How do I know that? Well, according to numerologists, 2012 is a number five year (this is based on the sum total of the numbers: 2+0+1+2=5). And the only thing one can predict in a number five year is that it is unpredictable.
Taking that into consideration, I decided to go out on a limb and make some of the most unpredictable predictions for 2012. And I’m starting with the most unexpected of all.
Sheriff Joe Arpaio will resign. Why? Because top Republican leaders on a state and national level will finally come to their senses and realize that failing to investigate more than 400 sex crimes looks bad for a party that’s supposedly “tough on crime.”
Sheriff Joe will know there is no way he will be reelected because the voters of Maricopa County will finally unite in their demand that tax dollars be used to put child rapists behind bars instead of being used to settle wrongful death and civil rights lawsuits.
Congress will pass comprehensive immigration reform. Why? Because global warming will bring about a bizarre weather event in Washington, D.C. whereby lightning will strike the Capitol building and legislators will be struck with the knowledge that they can no longer kick the can down the road and must actually tackle the problem once and for all.
An even more bizarre weather occurrence will cause flooding that forces legislators to remain locked in the Capitol, without access to lobbyists. They will use their time to work with others, even ones in opposing parties, and come up with a solution that listens to the demands of the market, allowing a legal flow of migrants into the country while fixing a broken visa system.
Congress will decriminalize marijuana and allow for the regulated production and distribution of the drug. Why? Because legalizing marijuana and decriminalizing its possession will do more to secure the border than any other policy measure to date. As long as there is a demand for drugs, the cartels will oblige. Putting marijuana production and distribution into the hands of American citizens will result in the loss of millions of dollars for the drug cartels, hitting them where it hurts.
Putting drug abusers into treatment programs versus jails and prisons will result in a savings of millions of dollars in the criminal justice system. But most important of all, putting the emphasis on the need to “treat” addicts instead of simply incarcerate them, will change the focus in the war on drugs from a defensive stance to a preventative one.

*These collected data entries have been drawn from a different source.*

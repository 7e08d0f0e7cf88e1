// Copyright (c) 2025 Geoffrey Huntley <ghuntley@ghuntley.com>. All rights reserved.
// SPDX-License-Identifier: Proprietary

use std::sync::Arc;

use tracing::{debug, instrument, warn};

use toggle_flags_core::{
	evaluate_rules, is_in_rollout, EvaluationOutcome, EvaluationReason, EvaluationRequest,
	FlagConfiguration,
};

use crate::error::FlagsServerError;
use crate::resolver::ConfigResolver;

/// Evaluates an already-resolved configuration for a request.
///
/// The evaluation order is:
/// 1. Disabled configurations stop here
/// 2. Targeting rules, all of which must match (skipped when there are none)
/// 3. Percentage rollout on the subject id
pub fn evaluate_configuration(
	config: &FlagConfiguration,
	request: &EvaluationRequest,
) -> EvaluationReason {
	if !config.enabled {
		return EvaluationReason::Disabled;
	}

	if config.has_rules() && !evaluate_rules(&config.rules, &request.user) {
		return EvaluationReason::RuleMismatch;
	}

	if !is_in_rollout(&request.subject_id(), config.effective_rollout()) {
		return EvaluationReason::OutOfRollout;
	}

	EvaluationReason::Enabled
}

/// Resolves configuration and evaluates requests against it.
///
/// Every path ends in a boolean; resolution failures are logged and reported
/// as disabled.
pub struct FlagEvaluator {
	resolver: Arc<ConfigResolver>,
}

impl FlagEvaluator {
	pub fn new(resolver: Arc<ConfigResolver>) -> Self {
		Self { resolver }
	}

	pub fn resolver(&self) -> &Arc<ConfigResolver> {
		&self.resolver
	}

	pub async fn evaluate(&self, request: &EvaluationRequest) -> bool {
		self.evaluate_detailed(request).await.enabled
	}

	#[instrument(
		skip(self, request),
		fields(feature_key = %request.feature_key, environment = %request.environment)
	)]
	pub async fn evaluate_detailed(&self, request: &EvaluationRequest) -> EvaluationOutcome {
		let resolved = self
			.resolver
			.resolve(&request.api_key, &request.feature_key, &request.environment)
			.await;

		let reason = match resolved {
			Ok(config) => evaluate_configuration(&config, request),
			Err(FlagsServerError::NotFound) => EvaluationReason::NotFound,
			Err(e) => {
				warn!(error = %e, "configuration resolution failed, reporting disabled");
				EvaluationReason::ResolutionFailed
			}
		};

		debug!(reason = %reason, "flag evaluated");
		EvaluationOutcome::from_reason(reason)
	}
}
// Copyright (c) 2025 Geoffrey Huntley <ghuntley@ghuntley.com>. All rights reserved.
// SPDX-License-Identifier: Proprietary

//! Stable percentage bucketing.
//!
//! A subject is mapped to a bucket in `0..100` from the first four bytes of the
//! SHA-256 digest of its identifier. The bucket never changes for a given
//! identifier, so raising the rollout percentage only ever adds subjects.

use sha2::{Digest, Sha256};

/// Number of buckets a subject can fall into.
pub const BUCKET_COUNT: u32 = 100;

/// Returns the stable bucket (`0..100`) for a subject identifier.
///
/// An empty identifier hashes the empty string, so every anonymous caller
/// lands in the same bucket.
pub fn bucket_for(subject_id: &str) -> u32 {
	let digest = Sha256::digest(subject_id.as_bytes());
	let prefix = u32::from_be_bytes([digest[0], digest[1], digest[2], digest[3]]);
	prefix % BUCKET_COUNT
}

/// Returns true when `subject_id` falls inside a rollout of `percentage`.
///
/// `100` admits everyone and `0` nobody, neither touching the hash. Values
/// outside `0..=100` are treated as `0`.
pub fn is_in_rollout(subject_id: &str, percentage: i64) -> bool {
	match percentage {
		100 => true,
		p if p <= 0 || p > 100 => false,
		p => i64::from(bucket_for(subject_id)) < p,
	}
}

Congress will reform the tax code. Why? Having seen what happens when flooding forces compromise in the halls of Congress, legislators will work together to come up with a simplified tax code, one that offers a win for both political parties. Tax rates will be lowered for all, and loopholes will be closed. Corporate taxes will fall drastically, but corporations won’t be allowed to deduct their way out of paying anything at all. Those who make money off of money (capital gains) will have to pay their fair share just like those who pay taxes off the money they earn from working.
All of this will help restore income mobility, curb the practice of businesses shipping jobs overseas, and greatly reduce the deficit.
Education will become America’s top priority. Why? Americans are competitive by nature, and if our test scores continue to flat-line, we will be increasingly reliant on other countries for money and talent.
Eventually, we will lose our status as the world’s super power, weakening our ability to influence policies across the globe and exposing us to the risk of becoming inconsequential. Americans want to succeed, both on a national and international stage, and our leaders will realize we cannot do so without major reforms to our educational system.
Some may think these are silly, pie-in-the-sky predictions that are about as likely to come true as peace on earth and goodwill toward man. But then again, why not reach for the sky? Why not be bold in our predictions?
A year ago, few of us could have predicted Russell Pearce would be recalled. A lot can happen in the course of a year.
As I sign off for 2011, I wish all of my readers a very happy and pleasantly unpredictable 2012!